30代がん闘病記

2014発病・入院・結婚 → 2016転移・再入院・離婚 → 2018再出発 → 2022再々発 → 2023入院→2025最終章

2025/4/6 良くない近況報告

良くない近況報告をしようと思う。

残念ながら面白半分でこのブログの存在を周囲にバラした輩がいるので、面白がって見ている面識のある知り合いもいるだろう。そういった不幸目的で見ている連中にとっては、喜ばしい報告になるだろうか。人間の悪意は底なしだ。

 

実は昨年の12月より復職して、フルタイムで働いていた。首から下は元気なのがこの病気の特徴だ。最初は問題なく働けており、人生復調の兆しが見えたかに思えたが、ここ最近の状況はかなり悪くなっている。最悪と言ってよいだろう。

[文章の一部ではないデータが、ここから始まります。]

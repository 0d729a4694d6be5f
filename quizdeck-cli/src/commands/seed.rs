//! Seed command - populate a running server with starter content
//!
//! Creates a handful of categories, each with one "Starter Quiz" collection.
//! Safe to run repeatedly: existing categories and collections (matched by
//! name and title) are left alone.

use anyhow::{anyhow, Context, Result};
use clap::Parser;
use reqwest::Client;
use serde::{Deserialize, Serialize};

/// Arguments for the seed command
#[derive(Parser, Debug)]
pub struct SeedArgs {
    /// Base URL of the quiz API
    #[arg(long, env = "QUIZDECK_API_URL", default_value = "http://127.0.0.1:8000")]
    pub api_url: String,
}

const DIFFICULTIES: [&str; 3] = ["Easy", "Medium", "Hard"];

struct SeedQuestion {
    question: &'static str,
    options: [&'static str; 4],
    correct_answer: &'static str,
}

const STARTER_SETS: &[(&str, [SeedQuestion; 2])] = &[
    (
        "General Knowledge",
        [
            SeedQuestion {
                question: "What is the capital of France?",
                options: ["Paris", "London", "Berlin", "Madrid"],
                correct_answer: "Paris",
            },
            SeedQuestion {
                question: "Which planet is known as the Red Planet?",
                options: ["Earth", "Mars", "Jupiter", "Saturn"],
                correct_answer: "Mars",
            },
        ],
    ),
    (
        "Science",
        [
            SeedQuestion {
                question: "What is H2O commonly known as?",
                options: ["Oxygen", "Hydrogen", "Water", "Salt"],
                correct_answer: "Water",
            },
            SeedQuestion {
                question: "What gas do plants absorb from the atmosphere?",
                options: ["Oxygen", "Nitrogen", "Carbon Dioxide", "Helium"],
                correct_answer: "Carbon Dioxide",
            },
        ],
    ),
    (
        "History",
        [
            SeedQuestion {
                question: "Who was the first President of the United States?",
                options: [
                    "Abraham Lincoln",
                    "George Washington",
                    "John Adams",
                    "Thomas Jefferson",
                ],
                correct_answer: "George Washington",
            },
            SeedQuestion {
                question: "In which year did World War II end?",
                options: ["1945", "1939", "1918", "1965"],
                correct_answer: "1945",
            },
        ],
    ),
    (
        "Math",
        [
            SeedQuestion {
                question: "What is the value of Pi (approx)?",
                options: ["2.14", "3.14", "4.13", "3.41"],
                correct_answer: "3.14",
            },
            SeedQuestion {
                question: "What is 12 x 8?",
                options: ["96", "88", "108", "86"],
                correct_answer: "96",
            },
        ],
    ),
    (
        "Sports",
        [
            SeedQuestion {
                question: "How many players are there in a football (soccer) team?",
                options: ["9", "10", "11", "12"],
                correct_answer: "11",
            },
            SeedQuestion {
                question: "Which sport uses a shuttlecock?",
                options: ["Tennis", "Cricket", "Badminton", "Table Tennis"],
                correct_answer: "Badminton",
            },
        ],
    ),
];

#[derive(Debug, Deserialize)]
struct CategoryRow {
    id: i64,
    name: String,
}

#[derive(Debug, Deserialize)]
struct CollectionRow {
    title: String,
}

#[derive(Debug, Deserialize)]
struct ErrorResponse {
    error: String,
    #[serde(default)]
    message: Option<String>,
}

#[derive(Debug, Serialize)]
struct QuestionPayload<'a> {
    question: &'a str,
    options: &'a [&'a str],
    correct_answer: &'a str,
}

#[derive(Debug, Serialize)]
struct CollectionPayload<'a> {
    title: &'a str,
    description: &'a str,
    difficulty: &'a str,
    category_id: i64,
    questions: Vec<QuestionPayload<'a>>,
}

/// Outcome counts, printed at the end of a run
#[derive(Debug, Default, PartialEq, Eq)]
struct SeedSummary {
    categories_created: usize,
    collections_created: usize,
    skipped: usize,
}

pub async fn run_seed(args: SeedArgs) -> Result<()> {
    let client = Client::builder()
        .build()
        .context("Failed to build HTTP client")?;
    let base = args.api_url.trim_end_matches('/');

    tracing::info!(api = %base, "seeding starter content");

    let mut summary = SeedSummary::default();
    for (index, (category, questions)) in STARTER_SETS.iter().enumerate() {
        let category_id = ensure_category(&client, base, category, &mut summary).await?;

        let title = starter_title(category);
        let existing: Vec<CollectionRow> = handle_response(
            client
                .get(format!("{base}/quiz-collections"))
                .query(&[("category", category_id)])
                .send()
                .await
                .context("Failed to list quiz collections")?,
        )
        .await?;

        if existing.iter().any(|c| c.title == title) {
            println!("Quiz collection already exists: {title}");
            summary.skipped += 1;
            continue;
        }

        let description = format!("A starter quiz for {category}.");
        let payload = CollectionPayload {
            title: &title,
            description: &description,
            difficulty: DIFFICULTIES[index % DIFFICULTIES.len()],
            category_id,
            questions: questions
                .iter()
                .map(|q| QuestionPayload {
                    question: q.question,
                    options: &q.options,
                    correct_answer: q.correct_answer,
                })
                .collect(),
        };

        let _: serde_json::Value = handle_response(
            client
                .post(format!("{base}/quiz-collections"))
                .json(&payload)
                .send()
                .await
                .context("Failed to create quiz collection")?,
        )
        .await
        .with_context(|| format!("Creating quiz collection '{title}'"))?;

        println!("Created quiz collection: {title}");
        summary.collections_created += 1;
    }

    println!(
        "Seed complete: {} categories and {} collections created, {} already present",
        summary.categories_created, summary.collections_created, summary.skipped
    );
    Ok(())
}

fn starter_title(category: &str) -> String {
    format!("{category} Starter Quiz")
}

async fn ensure_category(
    client: &Client,
    base: &str,
    name: &str,
    summary: &mut SeedSummary,
) -> Result<i64> {
    let categories: Vec<CategoryRow> = handle_response(
        client
            .get(format!("{base}/categories"))
            .send()
            .await
            .context("Failed to list categories")?,
    )
    .await?;

    if let Some(existing) = categories.iter().find(|c| c.name == name) {
        println!("Category already exists: {name}");
        return Ok(existing.id);
    }

    let created: CategoryRow = handle_response(
        client
            .post(format!("{base}/categories"))
            .json(&serde_json::json!({ "name": name }))
            .send()
            .await
            .context("Failed to create category")?,
    )
    .await
    .with_context(|| format!("Creating category '{name}'"))?;

    println!("Created category: {name}");
    summary.categories_created += 1;
    Ok(created.id)
}

async fn handle_response<T: for<'de> Deserialize<'de>>(response: reqwest::Response) -> Result<T> {
    let status = response.status();

    if status.is_success() {
        response.json::<T>().await.context("Failed to parse response")
    } else {
        let error_text = response
            .text()
            .await
            .unwrap_or_else(|_| "Unknown error".to_string());

        match serde_json::from_str::<ErrorResponse>(&error_text) {
            Ok(ErrorResponse {
                error,
                message: Some(message),
            }) => Err(anyhow!("{status}: {error}: {message}")),
            Ok(ErrorResponse { error, .. }) => Err(anyhow!("{status}: {error}")),
            Err(_) => Err(anyhow!("{status}: {error_text}")),
        }
    }
}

まだどこかのタイミングで休職するかもしれない。もうさすがに退職しかないだろうか。

そろそろ「覚悟」を決めるときが来たようだ。

 

・抗がん剤の副作用で耳鳴りが止まらない

・鼻の頭を起因とした慢性的な頭痛

・鼻水が止まらない

・唾液が出なくなりネバつきがひどくなった

・嚥下力が極端に落ち、固形物が呑み込めなくなった

・口が動かず言葉がまともに話せなくなった

・新たな場所へのがん転移

 

まず、体力面が最悪だ。

飲み込むのが辛いので、食事量が極端に落ち、流動食や柔らかい食べ物ばかり摂取するようになった。僕の身長からは信じられないくらいの体重になってしまっている。体力もないものだから、運動もできず、少し歩いただけで息切れしてしまう。体力がないと、生きる気力が湧いてこない。

 

精神面は完全に参ってしまっている。

絶え間ない耳鳴りで頭がおかしくなってしまった。新たながんの転移による極度の不安に晒され続けている。何より、口が動かず言葉が上手く出ないものだから、人と接するのが怖くなってしまい、人を避けながら生活するようになってしまった。人と話さないことは精神を著しく不安定にさせる。そして、母親の死による完全なる孤独。

主治医に抗不安剤を処方してもらうようになった。今まで、どれだけ苦しくても飲んでこなかったが、もう薬なしでは耐えられないのだ。

 

そして、いよいよ遺言書を書き始めている。

自分の人生が終わることを認めてしまうのが怖くて、ずっと先延ばしにしてきた。

僕には法定相続人が居ないので、遺言書を残さずに死ぬと、財産が国庫に帰属してしまう。親戚には死後の処理で色々世話になるだろうから、今まで世話になったお礼と、墓仕舞いなどの手間賃を兼ねて、分配することにした。母親の老後資金となる予定だった金が手つかずで残っているので、かなりの金額となっている。

貧困家庭出身で、しかも10年以上に渡って病気により何度もキャリアが分断された40代前半の男が残す財産としては、驚くべき金額と言ってよいだろう。自分がどれだけ頑張って生きてきたか、この残り財産が評価してくれているような気がする。

本当によく頑張って、諦めずに生き抜いた人生だったと思う。

 

先ほど近所の公園で桜を見てきた。

桜を見るといつも、希望に満ちて幸せだった頃を思い出す。

見納めになるかも知れない桜は、今年も変わらず穏やかに咲いていた。

来年も、僕がいなくなってからも、変わらず穏やかに咲き続けるのだろう。